In Palo Alto, California, -- one of the country's most affluent and least affordable cities -- the City Council and residents are now wrestling with a regional housing allocation assigned by the Association of Bay Area Governments.
"Many residents argued that Palo Alto, as an affluent community, must commit to regional housing planning and build its fair share of housing if it intends to live up to its environmental goals."
"The region is trying to house more of its workers, current and future, within the region," said Stephen Levy, director of the Center for the Continuing Study of the California Economy in Palo Alto.
"Minimizing the distance between work, home and social activities will help reduce family energy consumption, said Palo Alto resident Steve Raney. "Pro 2,860 (units) means pro-climate," Raney said.
"And showing unusual ire, Council Member John Barton said while difficult, embracing the housing guidelines is necessary."
"We can't talk about being green and sustainable and do it with a few LEED-certified buildings," he said, referring to the U.S. Green Building Council's design guidelines.

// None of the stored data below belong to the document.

/// Resolve placeholders in a connection string.
///
/// Two forms are understood:
/// - keyword/value, such as `host=sk-0 port=5454 password=$NEON_AUTH_TOKEN`.
///   A parameter that expands to nothing because its variables are unset is
///   dropped, so an unset token variable yields a connection without a
///   password.
/// - `postgres://` or `postgresql://` URIs, expanded as a whole. An unset
///   token variable leaves the password empty.
///
/// # Errors
/// Returns `MalformedConnectionString` for a keyword/value segment without
/// `=`, or a URI that does not parse after expansion.
pub fn resolve_connection_string(
    template: &str,
    vars: &EnvVars,
) -> Result<ConnectionString, CredentialError> {
    let template = template.trim();
    if URI_SCHEMES.iter().any(|scheme| template.starts_with(scheme)) {
        return resolve_uri(template, vars);
    }

    let mut params = Vec::new();
    let mut secrets = Vec::new();
    for pair in template.split_whitespace() {
        let Some((key, raw)) = pair.split_once('=') else {
            return Err(CredentialError::MalformedConnectionString(format!(
                "'{pair}' is not a key=value pair"
            )));
        };
        let expansion = expand(raw, vars);
        if expansion.missing && expansion.value.is_empty() {
            tracing::debug!("connection string parameter '{key}' references an unset variable, dropping it");
            continue;
        }
        secrets.extend(expansion.substituted);
        params.push((key.to_string(), expansion.value));
    }
    Ok(ConnectionString {
        form: Form::KeyValue(params),
        secrets,
    })
}

fn resolve_uri(template: &str, vars: &EnvVars) -> Result<ConnectionString, CredentialError> {
    let expansion = expand(template, vars);
    let url = Url::parse(&expansion.value)
        .map_err(|e| CredentialError::MalformedConnectionString(e.to_string()))?;
    Ok(ConnectionString {
        form: Form::Uri(url),
        secrets: expansion.substituted,
    })
}

#[cfg(test)]
mod tests {
    use super::*;

    fn vars(pairs: &[(&str, &str)]) -> EnvVars {
        pairs
            .iter()
            .map(|(k, v)| ((*k).to_string(), (*v).to_string()))
            .collect()
    }

    #[test]
    fn test_substitute_forms() {
        let env = vars(&[("TOKEN", "abc"), ("HOST", "sk-1")]);
        assert_eq!(substitute("$TOKEN", &env), "abc");
        assert_eq!(substitute("${TOKEN}", &env), "abc");
        assert_eq!(substitute("x${HOST}y", &env), "xsk-1y");
        assert_eq!(substitute("$HOST:$TOKEN", &env), "sk-1:abc");
    }

    #[test]
    fn test_substitute_unset_is_empty() {
        assert_eq!(substitute("a$MISSING-b", &EnvVars::new()), "a-b");
        assert_eq!(substitute("${MISSING}", &EnvVars::new()), "");
    }

    #[test]
    fn test_substitute_keeps_lone_dollar() {
        let env = vars(&[("A", "1")]);
        assert_eq!(substitute("cost $ 5", &env), "cost $ 5");
        assert_eq!(substitute("end$", &env), "end$");
    }

    #[test]
    fn test_resolve_connection_string_with_token() {
        let env = vars(&[("NEON_AUTH_TOKEN", "secret-token")]);
        let conn = resolve_connection_string("host=sk-0 port=5454 password=$NEON_AUTH_TOKEN", &env)
            .expect("resolve");

        assert_eq!(conn.get("host"), Some("sk-0"));
        assert_eq!(conn.password(), Some("secret-token"));
        assert!(conn.is_authenticated());
        assert_eq!(conn.expose(), "host=sk-0 port=5454 password=secret-token");
    }

    #[test]
    fn test_resolve_connection_string_unset_token() {
        let conn = resolve_connection_string(
            "host=sk-0 port=5454 password=$NEON_AUTH_TOKEN",
            &EnvVars::new(),
        )
        .expect("resolve");

        assert_eq!(conn.password(), None);
        assert!(!conn.is_authenticated());
        assert_eq!(conn.expose(), "host=sk-0 port=5454");
    }

    #[test]
    fn test_connection_string_display_is_redacted() {
        let env = vars(&[("T", "secret-token")]);
        let conn = resolve_connection_string("host=a password=${T}", &env).expect("resolve");

        let shown = format!("{conn} {conn:?}");
        assert!(!shown.contains("secret-token"));
        assert!(shown.contains("password=********"));
    }

    #[test]
    fn test_parse_bearer() {
        assert_eq!(parse_bearer("Bearer abc"), Some("abc"));
        assert_eq!(parse_bearer("bearer  abc "), Some("abc"));
        assert_eq!(parse_bearer("Basic abc"), None);
        assert_eq!(parse_bearer("Bearer "), None);
        assert_eq!(parse_bearer("Bearer"), None);
    }

    #[test]
    fn test_bind_http_bearer() {
        let presentation = bind(Some(Token::new("abc.def.ghi")), Transport::HttpBearer)
            .present(&EnvVars::new())
            .expect("present");

        match presentation {
            Presentation::Header(value) => {
                assert!(value.is_sensitive());
                assert_eq!(value.to_str().expect("ascii"), "Bearer abc.def.ghi");
            }
            other => panic!("expected header, got {other:?}"),
        }
    }

    #[test]
    fn test_bind_rejects_unprintable_token() {
        let result = bind(Some(Token::new("bad\ntoken")), Transport::HttpBearer).present(&EnvVars::new());
        assert!(matches!(result, Err(CredentialError::InvalidHeaderValue)));
    }

    #[test]
    fn test_bind_password() {
        let presentation = bind(Some(Token::new("abc")), Transport::PostgresPassword)
            .present(&EnvVars::new())
            .expect("present");
        assert!(matches!(presentation, Presentation::Password(ref t) if t.expose() == "abc"));
        assert_eq!(format!("{presentation:?}"), "Password(********)");
    }

    #[test]
    fn test_bind_without_token_is_anonymous() {
        for transport in [Transport::HttpBearer, Transport::PostgresPassword] {
            let presentation = bind(None, transport).present(&EnvVars::new()).expect("present");
            assert!(matches!(presentation, Presentation::Anonymous));
        }
    }

    #[test]
    fn test_bind_connection_string() {
        let transport = Transport::ConnectionString {
            template: "host=ps port=6400 password=$NEON_AUTH_TOKEN".to_string(),
            var: DEFAULT_TOKEN_VAR.to_string(),
        };

        let with_token = bind(Some(Token::new("tok")), transport.clone())
            .present(&EnvVars::new())
            .expect("present");
        let Presentation::ConnectionString(conn) = with_token else {
            panic!("expected connection string");
        };
        assert_eq!(conn.password(), Some("tok"));

        let without = bind(None, transport).present(&EnvVars::new()).expect("present");
        let Presentation::ConnectionString(conn) = without else {
            panic!("expected connection string");
        };
        assert!(!conn.is_authenticated());
    }

    #[test]
    fn test_substituted_values_are_redacted_under_any_key() {
        let env = vars(&[("NEON_AUTH_TOKEN", "secret.token.value")]);
        let conn = resolve_connection_string(
            "host=sk-0 options=-cneon.auth_token=$NEON_AUTH_TOKEN",
            &env,
        )
        .expect("resolve");

        let shown = format!("{conn} {conn:?}");
        assert!(!shown.contains("secret.token.value"));
        assert!(shown.contains("host=sk-0"));
        assert!(shown.contains("options=********"));
        assert_eq!(
            conn.expose(),
            "host=sk-0 options=-cneon.auth_token=secret.token.value"
        );
    }

    #[test]
    fn test_bind_connection_string_uses_caller_vars() {
        let transport = Transport::ConnectionString {
            template: "host=$SK_HOST port=5454 password=$NEON_AUTH_TOKEN".to_string(),
            var: DEFAULT_TOKEN_VAR.to_string(),
        };
        let env = vars(&[("SK_HOST", "sk-1"), (DEFAULT_TOKEN_VAR, "stale")]);

        let Presentation::ConnectionString(conn) = bind(Some(Token::new("tok")), transport.clone())
            .present(&env)
            .expect("present")
        else {
            panic!("expected connection string");
        };
        assert_eq!(conn.expose(), "host=sk-1 port=5454 password=tok");

        // an unbound token is not taken from the caller's map
        let Presentation::ConnectionString(conn) =
            bind(None, transport).present(&env).expect("present")
        else {
            panic!("expected connection string");
        };
        assert_eq!(conn.expose(), "host=sk-1 port=5454");
    }

    #[test]
    fn test_resolve_uri_connection_string() {
        let env = vars(&[("T", "tok")]);
        let conn = resolve_connection_string("postgresql://u:$T@sk:5454/db", &env).expect("resolve");

        assert_eq!(conn.password(), Some("tok"));
        assert_eq!(conn.get("host"), Some("sk"));
        assert_eq!(conn.get("user"), Some("u"));
        assert_eq!(conn.get("dbname"), Some("db"));
        assert_eq!(conn.expose(), "postgresql://u:tok@sk:5454/db");
        assert!(!conn.to_string().contains("tok"));

        let unset =
            resolve_connection_string("postgresql://u:$T@sk:5454/db", &EnvVars::new()).expect("resolve");
        assert!(!unset.is_authenticated());
    }

    #[test]
    fn test_resolve_rejects_bare_segment() {
        let result = resolve_connection_string("host=sk-0 garbage", &EnvVars::new());
        assert_eq!(
            result,
            Err(CredentialError::MalformedConnectionString(
                "'garbage' is not a key=value pair".to_string()
            ))
        );

        let result = resolve_connection_string("postgres://[bad", &EnvVars::new());
        assert!(matches!(result, Err(CredentialError::MalformedConnectionString(_))));
    }
}
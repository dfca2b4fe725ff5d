//! Authentication and authorization errors.
//!
//! Every variant is local to a single request or connection. None of them
//! should ever take the serving component down.

use std::fmt;

use crate::scope::{Resource, Scope};

/// Errors returned by token validation and by the auth gate.
#[derive(Debug, Clone, PartialEq, Eq)]
pub enum AuthError {
    /// The token is malformed or its signature does not verify.
    InvalidToken(String),
    /// The token is valid but its scope does not cover the resource.
    UnauthorizedScope {
        /// The scope the token carried.
        scope: Scope,
        /// The resource that was requested.
        resource: Resource,
    },
    /// No token was presented while the gate is enforcing.
    MissingCredential,
}

impl AuthError {
    /// Whether the failure is about the credential itself ("bad credential")
    /// rather than its privileges ("wrong privilege").
    ///
    /// `MissingCredential` counts as a bad credential.
    #[must_use]
    pub const fn is_credential_failure(&self) -> bool {
        matches!(self, Self::InvalidToken(_) | Self::MissingCredential)
    }
}

impl fmt::Display for AuthError {
    fn fmt(&self, f: &mut fmt::Formatter<'_>) -> fmt::Result {
        match self {
            Self::InvalidToken(reason) => write!(f, "invalid token: {reason}"),
            Self::UnauthorizedScope { scope, resource } => {
                write!(f, "scope {scope} does not authorize {resource}")
            }
            Self::MissingCredential => write!(f, "missing credential"),
        }
    }
}

impl std::error::Error for AuthError {}
//! End-to-end tests at the installation level.
//!
//! Each test file covers a specific scenario: an installation generates its
//! keys, mints tokens, and components check them through the gate or the
//! HTTP router.

#![cfg(test)]

mod helpers;

mod test_credential_propagation;
mod test_cross_installation;
mod test_disabled_gate;
mod test_installation_init;
mod test_tenant_isolation;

But other community members countered this statement with equal fervor.
"As much as we want to be green, we have to be realistic," said Council Member Jack Morton, who called the housing situation "an impossible problem."
"Council Member Bern Beecham said the debate over the allocation is pointless."
"It doesn't matter because this won't happen," he said. "This community will never support these numbers."
"But not giving in to regional demands may carry a price, he warned. Palo Alto's unwillingness to build more housing may represent its "signature failure" in the fight against global warming."